- EXERCISE INPUTS -
//! Deterministic simulation module
//!
//! All gameplay logic lives here. This module must be pure and deterministic:
//! - Fixed timestep only (one tick per frame, per-tick units)
//! - Seeded RNG only (gameplay and particles on separate streams)
//! - Stable iteration order (spawn order)
//! - No rendering, storage or platform dependencies

pub mod achievements;
pub mod actor;
pub mod clock;
pub mod collision;
pub mod events;
pub mod obstacles;
pub mod particles;
pub mod powerups;
pub mod rect;
pub mod score;
pub mod snapshot;
pub mod state;
pub mod tick;

pub use achievements::Achievements;
pub use actor::{Actor, Boundary};
pub use clock::{Clock, SimulationState};
pub use collision::{actor_obstacle_collision, collect_pickups, first_obstacle_hit};
pub use events::GameEvent;
pub use obstacles::Obstacle;
pub use particles::{Particle, ParticleSystem, ParticleTint};
pub use powerups::{ActiveEffects, PowerUp, PowerUpKind};
pub use rect::Rect;
pub use score::{ScoreState, gap_for_level, level_for_score, speed_for_level};
pub use snapshot::Snapshot;
pub use state::GameState;
pub use tick::{Frame, TickInput, frame, tick};
//! Discrete notifications emitted by the simulation
//!
//! Events flow one way, out of the core. Audio, persistence and the particle
//! system react to them; none of them can reach back into the state.

use glam::Vec2;
use serde::{Deserialize, Serialize};

use super::achievements::Achievements;
use super::powerups::PowerUpKind;

#[derive(Debug, Clone, PartialEq, Serialize, Deserialize)]
pub enum GameEvent {
    /// A run began (start or restart)
    Started,
    Paused,
    Resumed,
    Flap,
    /// An obstacle was cleared
    Score { points: u32, total: u64 },
    /// A pickup was collected at `at`
    PowerUpCollected { kind: PowerUpKind, at: Vec2 },
    /// The shield took a fatal hit and is gone
    ShieldAbsorbed,
    /// Difficulty level rose
    LevelUp { level: u32 },
    AchievementUnlocked(Achievements),
    /// The finished run beat the stored best
    NewBest { score: u64 },
    GameOver { final_score: u64 },
}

- ACTIVITY -
Please give the listing above once more, word for word.

- WRITTEN ANSWER -
//! Deterministic simulation module
//!
//! All gameplay logic lives here. This module must be pure and deterministic:
//! - Fixed timestep only (one tick per frame, per-tick units)
//! - Seeded RNG only (gameplay and particles on separate streams)
//! - Stable iteration order (spawn order)
//! - No rendering, storage or platform dependencies

pub mod achievements;
pub mod actor;
pub mod clock;
pub mod collision;
pub mod events;
pub mod obstacles;
pub mod particles;
pub mod powerups;
pub mod rect;
pub mod score;
pub mod snapshot;
pub mod state;
pub mod tick;

pub use achievements::Achievements;
pub use actor::{Actor, Boundary};
pub use clock::{Clock, SimulationState};
pub use collision::{actor_obstacle_collision, collect_pickups, first_obstacle_hit};
pub use events::GameEvent;
pub use obstacles::Obstacle;
pub use particles::{Particle, ParticleSystem, ParticleTint};
pub use powerups::{ActiveEffects, PowerUp, PowerUpKind};
pub use rect::Rect;
pub use score::{ScoreState, gap_for_level, level_for_score, speed_for_level};
pub use snapshot::Snapshot;
pub use state::GameState;
pub use tick::{Frame, TickInput, frame, tick};
//! Discrete notifications emitted by the simulation
//!
//! Events flow one way, out of the core. Audio, persistence and the particle
//! system react to them; none of them can reach back into the state.

use glam::Vec2;
use serde::{Deserialize, Serialize};

use super::achievements::Achievements;
use super::powerups::PowerUpKind;

#[derive(Debug, Clone, PartialEq, Serialize, Deserialize)]
pub enum GameEvent {
    /// A run began (start or restart)
    Started,
    Paused,
    Resumed,
    Flap,
    /// An obstacle was cleared
    Score { points: u32, total: u64 },
    /// A pickup was collected at `at`
    PowerUpCollected { kind: PowerUpKind, at: Vec2 },
    /// The shield took a fatal hit and is gone
    ShieldAbsorbed,
    /// Difficulty level rose
    LevelUp { level: u32 },
    AchievementUnlocked(Achievements),
    /// The finished run beat the stored best
    NewBest { score: u64 },
    GameOver { final_score: u64 },
}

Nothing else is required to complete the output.